Which always boils down to the same question that I continue to ask myself - time after time. With the delicate coils of the brain, with the astonishing importance of synapse timing and accuracy - how can anything, anything at all, ever mean the same to every person. There are people who see Red when the object is Blue. Someone, somewhere, took this - defined it - scientifically proved it. However, what if this person who has been deemed color blind, actually believes their eyes. That, since birth, Red has always been Blue to them - they like the ocean being a majestic red and the sky seems much rosier with this light-pink tint that they have accustomed with daily weather and not just the oohs and ahhs of each sunset. What of the people who find filth, morbidity, and disgust as actual objects of incomparable beauty?
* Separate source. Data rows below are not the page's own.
//! Arithmetic expression evaluator.
//!
//! Pure: no side effects, so dry-run equals execute. Supports `+ - * /`,
//! unary minus, parentheses, and decimal literals.

use serde_json::Value;

use nexus_domain::approval::RiskLevel;
use nexus_domain::error::{Error, Result};

use crate::{ExecutableTool, ExecutionContext, ToolResult};

pub struct CalculatorTool;

#[async_trait::async_trait]
impl ExecutableTool for CalculatorTool {
    fn id(&self) -> &str {
        "calculator"
    }
    fn name(&self) -> &str {
        "calculator"
    }
    fn description(&self) -> &str {
        "Evaluate an arithmetic expression (+, -, *, /, parentheses)."
    }
    fn category(&self) -> &str {
        "utility"
    }
    fn input_schema(&self) -> Value {
        serde_json::json!({
            "type": "object",
            "required": ["expression"],
            "properties": {
                "expression": {
                    "type": "string",
                    "description": "The arithmetic expression to evaluate, e.g. \"2+2\""
                }
            }
        })
    }
    fn risk_level(&self) -> RiskLevel {
        RiskLevel::Low
    }
    fn side_effects(&self) -> bool {
        false
    }

    async fn execute(&self, input: Value, _ctx: &ExecutionContext) -> Result<ToolResult> {
        let expression = input["expression"]
            .as_str()
            .ok_or_else(|| Error::Validation("expression must be a string".into()))?;
        let value = evaluate(expression)?;
        // Integers render without a trailing ".0" so "2+2" yields "4".
        let rendered = if value.fract() == 0.0 && value.abs() < 1e15 {
            format!("{}", value as i64)
        } else {
            format!("{value}")
        };
        Ok(ToolResult::ok(Value::String(rendered), 0))
    }
}

// ━━━━━━━━━━━━━━━━━━━━━━━━━━━━━━━━━━━━━━━━━━━━━━━━━━━━━━━━━━━━━━━━━━
// Recursive-descent parser
// ━━━━━━━━━━━━━━━━━━━━━━━━━━━━━━━━━━━━━━━━━━━━━━━━━━━━━━━━━━━━━━━━━━

struct Parser<'a> {
    chars: std::iter::Peekable<std::str::Chars<'a>>,
}

fn evaluate(expression: &str) -> Result<f64> {
    let mut parser = Parser {
        chars: expression.chars().peekable(),
    };
    let value = parser.expr()?;
    parser.skip_ws();
    if parser.chars.peek().is_some() {
        return Err(Error::Validation(format!(
            "unexpected trailing input in expression '{expression}'"
        )));
    }
    if !value.is_finite() {
        return Err(Error::Validation("expression result is not finite".into()));
    }
    Ok(value)
}

impl<'a> Parser<'a> {
    fn skip_ws(&mut self) {
        while matches!(self.chars.peek(), Some(c) if c.is_whitespace()) {
            self.chars.next();
        }
    }

    // expr := term (('+' | '-') term)*
    fn expr(&mut self) -> Result<f64> {
        let mut value = self.term()?;
        loop {
            self.skip_ws();
            match self.chars.peek() {
                Some('+') => {
                    self.chars.next();
                    value += self.term()?;
                }
                Some('-') => {
                    self.chars.next();
                    value -= self.term()?;
                }
                _ => return Ok(value),
            }
        }
    }

    // term := factor (('*' | '/') factor)*
    fn term(&mut self) -> Result<f64> {
        let mut value = self.factor()?;
        loop {
            self.skip_ws();
            match self.chars.peek() {
                Some('*') => {
                    self.chars.next();
                    value *= self.factor()?;
                }
                Some('/') => {
                    self.chars.next();
                    let divisor = self.factor()?;
                    if divisor == 0.0 {
                        return Err(Error::Validation("division by zero".into()));
                    }
                    value /= divisor;
                }
                _ => return Ok(value),
            }
        }
    }

    // factor := '-' factor | '(' expr ')' | number
    fn factor(&mut self) -> Result<f64> {
        self.skip_ws();
        match self.chars.peek() {
            Some('-') => {
                self.chars.next();
                Ok(-self.factor()?)
            }
            Some('(') => {
                self.chars.next();
                let value = self.expr()?;
                self.skip_ws();
                if self.chars.next() != Some(')') {
                    return Err(Error::Validation("missing closing parenthesis".into()));
                }
                Ok(value)
            }
            Some(c) if c.is_ascii_digit() || *c == '.' => self.number(),
            other => Err(Error::Validation(format!(
                "unexpected character in expression: {other:?}"
            ))),
        }
    }

    fn number(&mut self) -> Result<f64> {
        let mut buf = String::new();
        while matches!(self.chars.peek(), Some(c) if c.is_ascii_digit() || *c == '.') {
            buf.push(self.chars.next().unwrap());
        }
        buf.parse::<f64>()
            .map_err(|_| Error::Validation(format!("invalid number '{buf}'")))
    }
}
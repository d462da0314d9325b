//! Core runtime — ties sanitization, prompt assembly, provider
//! resolution, and the turn loop into one entry point shared by the chat
//! API, the inbound processor, the webhook processor, and the scheduler.

pub mod approval;
pub mod cancel;
pub mod cost;
pub mod cron;
pub mod prompt;
pub mod runner;
pub mod sanitize;
pub mod scheduler;
pub mod session_lock;
pub mod trace;

use tokio::sync::mpsc;
use uuid::Uuid;

use nexus_domain::cancel::CancelToken;
use nexus_domain::error::Result;
use nexus_domain::project::Project;
use nexus_domain::session::StoredMessage;
use nexus_domain::stream::ChatEvent;
use nexus_domain::tool::{Message, Role};

use crate::state::AppState;
use runner::{TurnOutcome, TurnRequest};

/// One unit of agent work, however it arrived.
pub struct TurnJob {
    pub project: Project,
    pub session_id: Uuid,
    /// Raw user text; sanitized here before it reaches the runner.
    pub raw_message: String,
    pub per_run_budget_usd: Option<f64>,
    pub max_turns_override: Option<u32>,
    /// Explicit token (scheduler timeouts); otherwise one is registered
    /// in the cancel map under the session id.
    pub cancel: Option<CancelToken>,
    pub events: Option<mpsc::Sender<ChatEvent>>,
}

/// Run one turn end to end: sanitize → assemble prompt → load history →
/// resolve provider → run, serialized per session.
pub async fn execute_turn(state: &AppState, job: TurnJob) -> Result<TurnOutcome> {
    let sanitized = state.sanitizer.sanitize(&job.raw_message)?;
    if sanitized.injection_detected {
        tracing::warn!(
            project_id = %job.project.id,
            session_id = %job.session_id,
            "sanitizer flagged inbound message"
        );
    }

    let assembled = state.prompts.assemble(&job.project.id).await?;
    let provider = state.providers.resolve(&job.project.agent_config.provider)?;

    // Turns for the same session are serialized; the permit drops at
    // the end of this scope, including on error.
    let _permit = state.session_locks.acquire(&job.session_id.to_string()).await;

    let history = load_history(state, job.session_id).await;

    let (cancel, registered) = match job.cancel {
        Some(token) => (token, false),
        None => (state.cancel_map.register(job.session_id), true),
    };

    let project_id = job.project.id.clone();
    let request = TurnRequest {
        project: job.project,
        session_id: job.session_id,
        user_message: sanitized.sanitized,
        system_prompt: assembled.system_prompt,
        prompt_snapshot: assembled.snapshot,
        history,
        per_run_budget_usd: job.per_run_budget_usd,
        max_turns_override: job.max_turns_override,
        cancel,
        events: job.events,
    };

    let turn_span = tracing::info_span!(
        "turn",
        project_id = %project_id,
        session_id = %job.session_id,
    );
    let result = tracing::Instrument::instrument(state.runner.run(provider, request), turn_span).await;

    if registered {
        state.cancel_map.remove(job.session_id);
    }
    result
}

/// Convert a session's stored messages into provider-facing history.
/// System messages are excluded — the composed prompt travels separately.
pub async fn load_history(state: &AppState, session_id: Uuid) -> Vec<Message> {
    state
        .messages
        .list_by_session(session_id)
        .await
        .into_iter()
        .filter(|m| m.role != Role::System)
        .map(stored_to_message)
        .collect()
}

fn stored_to_message(stored: StoredMessage) -> Message {
    Message {
        role: stored.role,
        content: stored.content,
    }
}

#[cfg(test)]
mod tests {
    use super::*;
    use nexus_domain::tool::MessageContent;

    #[test]
    fn stored_to_message_keeps_role_and_content() {
        let stored = StoredMessage::new(
            Uuid::new_v4(),
            Role::Assistant,
            MessageContent::Text("hello".into()),
        );
        let msg = stored_to_message(stored);
        assert_eq!(msg.role, Role::Assistant);
        assert_eq!(msg.content.extract_all_text(), "hello");
    }
}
Why was it ever necessary to find a "medium" for all individuals to abide by and expected to understand? Is it not the differences in each person we meet, that draws us to them? The desire to learn, grow, and obtain other ideas, knowledge and opinion that may be far-fielded from our own but are just as reasonable?
It is those, and will always be, those people - the ones who do not shadow the rest but only slightly gleam with a different hue of color - who will stretch the rules, defy and question. Not to rebel - but to only be, as they wish. The smallest prick can cause a fury of blood. Fear is to always be acknowledged - but the courage to overlook this fear, will never create anything except an extended innocence. And it is this innocence, this lack of impurity, that will keep hearts from ever thinking that anything is possible. To once accept the possibility of failure is to tell a child that Neverland does not exist. Beginning the downfall of imagination and the emphasis on uncovering the dreams that  should be nothing separate from reality.
 --- I guess, in all of this 3 hours of sleep in 2 days, in all the wanderings that I have found my mind lost in, in the inconsolable realizations of watching myself sink into an unsettling settlement of apathy --- I have concluded....
That I am not afraid of any moments ahead, beyond, or seemingly far away. But that I will only create my own world....
And from reading the life of Chanel, it has made me question the importance of lies and truth. Lies are linked with wrong, with deceit, with hurt. But to me, lies can be apart of a person's world. How they want it. By chance, could it be these imperfections, these re-arrangements, that bring people into the very essence of their dreams - stretching and contorting the stars into your very own constellation.
To brand this world, the only impact worth making is that upon yourself, and those that will smile at your spirit as they see it pass them from time to time. The only impression worth making will be the way that you describe your wrinkles, scars, and wisdom. The only life worth making is the one.......of your own.